Uno de los contertulios de café, un arriero, contó rasgos de la vida de este cabecilla.
—Balmaseda es de Fuentecén —dijo—, pueblo que está en el camino entre Aranda y Nava de Roa. Yo soy de un lugar de al lado y he oído contar muchas historias de su vida.
—¿Qué tipo es? —le preguntaron.
—Es un tipo extraordinario; tiene una estatura de gigante, unas fuerzas de toro y la piel atezada y negra.
—¿Usted le ha conocido?
—¡Sí, le he conocido! Ya lo creo. Juan Manuel, así se llama Balmaseda, es un frenético, un loco. Siempre ha querido ser el primero a toda costa; por eso se puso contra don Basilio en la expedición que mandaba este, y luego, contra Maroto. En sus proclamas hablaba siempre de exterminar a los traidores, de destruir la infame canalla y de acabar con la anarquía. Si entraba en un pueblo, Balmaseda fusilaba a todo el mundo, aunque hubiera dado palabra de respetar la vida de los prisioneros. Dejaba a los soldados que saquearan libremente. Se robaba, se violaba a las mujeres y se acababa incendiando todo.
—¿Tan bruto era? —preguntó Alvarito.
—Sí; desde mozo fue así —dijo el arriero—. Una vez, siendo Juan Manuel muchacho, riñó con un tío de su pueblo, el tío Freilón, y le pegó un puñetazo en la cara que le saltó tres dientes. Antes de comenzar la guerra andaba escapado por sospechoso; cuando volvió a su pueblo se metió en casa de don Diego Gibaja, su enemigo; le cogió el mejor caballo y se lo llevó. Luego, en la guerra, cuando entró en el pueblo, fusiló a muchos de sus amigos porque no eran carlistas; les mató las mulas, los caballos y hasta los gatos, y les quemó las casas.

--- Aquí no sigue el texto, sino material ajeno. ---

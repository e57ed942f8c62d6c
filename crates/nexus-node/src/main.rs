//! # Nexus Node
//!
//! Entry point: configuration, telemetry, components, HTTP server, and
//! graceful shutdown on Ctrl+C.

use anyhow::{Context, Result};
use nexus_node::{NexusRuntime, NodeConfig};
use nexus_telemetry::init_telemetry;
use tracing::info;

#[tokio::main]
async fn main() -> Result<()> {
    let config = NodeConfig::load().context("loading configuration")?;
    let _telemetry = init_telemetry(&config.telemetry).context("initializing telemetry")?;

    let runtime = NexusRuntime::new(config)
        .await
        .context("building node components")?;
    runtime.start();
    runtime.serve().await.context("starting HTTP server")?;

    info!("Node is running. Press Ctrl+C to stop.");
    tokio::signal::ctrl_c().await?;

    runtime.shutdown().await;
    Ok(())
}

—Pero eso no es un hombre, sino una fiera, un animal salvaje —dijo Alvarito.
—Pues así era él —replicó el arriero—. Cuando entró en Fuentecén vio impasible cómo fusilaban a un amigo con quien antes de echarse al monte jugaba al tresillo; cómo mataron a un mozo que había estado de criado suyo y cómo violaron a una muchacha, amiga de su familia, y luego la mataron de un culatazo en la cabeza.